By Bettina Goemener
The Scharf-Gerstenberg Collection is presented in a new way, also thanks to a donation of works by the surrealist Max von der Moos. BZ was on a guided tour.
There is great joy at the Scharf-Gerstenberg Collection. The museum received a donation of 30 paintings and graphics by the Swiss surrealist Max von Moos (1903-1979). It was also able to acquire works by Hannah Höch (1889-1978), Unica Zürn (1916-1970) and the Turkish artist Fatos Irwen.

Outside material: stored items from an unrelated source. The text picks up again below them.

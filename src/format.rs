//! Number formatting for display slots
//!
//! All rounding goes through Rust's float formatting, which rounds the exact
//! binary value of the `f64` to the nearest representable decimal and sends
//! exact ties to the even digit. `18.005` is stored as `18.00499...` and so
//! rounds down to `18.00`.

/// Unit suffix for temperatures
pub const CELSIUS: &str = "°C";
/// Unit suffix for precipitation amounts
pub const MILLIMETRES: &str = "mm";
/// Unit suffix for wind speed
pub const KMH: &str = "km/h";
/// Unit suffix for wind direction
pub const DEGREES: &str = "°";

/// Text shown for values that are missing or not yet fetched
pub const MISSING: &str = "--";

/// Decimal places used for current temperatures and all daily fields
pub const TEMPERATURE_PLACES: usize = 2;
/// Decimal places used for wind speed and direction
pub const WIND_PLACES: usize = 3;

/// Rounds `value` to `places` decimals and strips trailing zeros and a
/// trailing decimal point. Non-finite values render as [`MISSING`].
///
/// ```
/// use wxpanel::format::trimmed;
///
/// assert_eq!(trimmed(21.0, 2), "21");
/// assert_eq!(trimmed(21.5, 2), "21.5");
/// assert_eq!(trimmed(21.456, 2), "21.46");
/// ```
pub fn trimmed(value: f64, places: usize) -> String {
    if !value.is_finite() {
        return MISSING.to_string();
    }

    let fixed = format!("{:.*}", places, value);
    let trimmed = if fixed.contains('.') {
        fixed.trim_end_matches('0').trim_end_matches('.')
    } else {
        fixed.as_str()
    };

    // -0.001 rounds to "-0"
    if trimmed == "-0" {
        "0".to_string()
    } else {
        trimmed.to_string()
    }
}

/// Renders a value without rounding, using the shortest decimal form that
/// round-trips to the same `f64`.
pub fn unrounded(value: f64) -> String {
    if !value.is_finite() {
        return MISSING.to_string();
    }
    if value == 0.0 {
        // Covers -0.0 as well
        return "0".to_string();
    }
    value.to_string()
}

/// Appends a unit suffix separated by a space, except for degree marks which
/// attach directly to the number.
pub fn with_unit(number: &str, unit: &str) -> String {
    if unit == DEGREES {
        format!("{}{}", number, unit)
    } else {
        format!("{} {}", number, unit)
    }
}

#[cfg(test)]
mod tests {
    use super::*;

    #[test]
    fn test_trimmed_drops_trailing_zeros() {
        assert_eq!(trimmed(21.0, 2), "21");
        assert_eq!(trimmed(21.5, 2), "21.5");
        assert_eq!(trimmed(21.45, 2), "21.45");
        assert_eq!(trimmed(20.1, 2), "20.1");
    }

    #[test]
    fn test_trimmed_rounds_to_two_places() {
        assert_eq!(trimmed(21.456, 2), "21.46");
        assert_eq!(trimmed(23.333, 2), "23.33");
        assert_eq!(trimmed(17.99, 2), "17.99");
        assert_eq!(trimmed(9.9999, 2), "10");
    }

    #[test]
    fn test_trimmed_uses_exact_binary_value() {
        // 18.005 is stored just below the midpoint
        assert_eq!(trimmed(18.005, 2), "18");
        // 2.675 likewise
        assert_eq!(trimmed(2.675, 2), "2.67");
    }

    #[test]
    fn test_trimmed_three_places() {
        assert_eq!(trimmed(12.3456, 3), "12.346");
        assert_eq!(trimmed(270.0, 3), "270");
        assert_eq!(trimmed(5.1234, 3), "5.123");
    }

    #[test]
    fn test_trimmed_negative_values() {
        assert_eq!(trimmed(-3.456, 2), "-3.46");
        assert_eq!(trimmed(-0.001, 2), "0");
        assert_eq!(trimmed(-2.0, 2), "-2");
    }

    #[test]
    fn test_trimmed_integer_places() {
        assert_eq!(trimmed(7.0, 0), "7");
        assert_eq!(trimmed(10.0, 0), "10");
    }

    #[test]
    fn test_trimmed_non_finite() {
        assert_eq!(trimmed(f64::NAN, 2), MISSING);
        assert_eq!(trimmed(f64::INFINITY, 2), MISSING);
        assert_eq!(unrounded(f64::NAN), MISSING);
    }

    #[test]
    fn test_unrounded_keeps_full_precision() {
        assert_eq!(unrounded(0.1), "0.1");
        assert_eq!(unrounded(1.23456789), "1.23456789");
        assert_eq!(unrounded(0.0), "0");
        assert_eq!(unrounded(-0.0), "0");
        assert_eq!(unrounded(2.0), "2");
    }

    #[test]
    fn test_with_unit() {
        assert_eq!(with_unit("21.46", CELSIUS), "21.46 °C");
        assert_eq!(with_unit("0.2", MILLIMETRES), "0.2 mm");
        assert_eq!(with_unit("12.5", KMH), "12.5 km/h");
        assert_eq!(with_unit("270", DEGREES), "270°");
    }
}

“These works are now at the center of the new presentation of our collection. The starting point is Hannah Höch’s gouache ‘The creatures are many between heaven and earth’ from 1930,” says director Kyllikki Zacharias.
The subject of the exhibition is the image of man in surrealism. One sees beings between heaven and earth, damaged bodies, people who look like furniture, masks, skeletons, figures fighting demons like in the oil painting “Confrontation II” by Max von Moos.
The new works fit in well between the surrealists like Max Ernst, Hans Bellmer and Jean Dubuffet. Von Moos, who was also head of the Kunstgewerbeschule in Lucerne, never left the Swiss city.
Zacharias: “He always lived in a dark house with a housekeeper. His cosmos was surrealism.”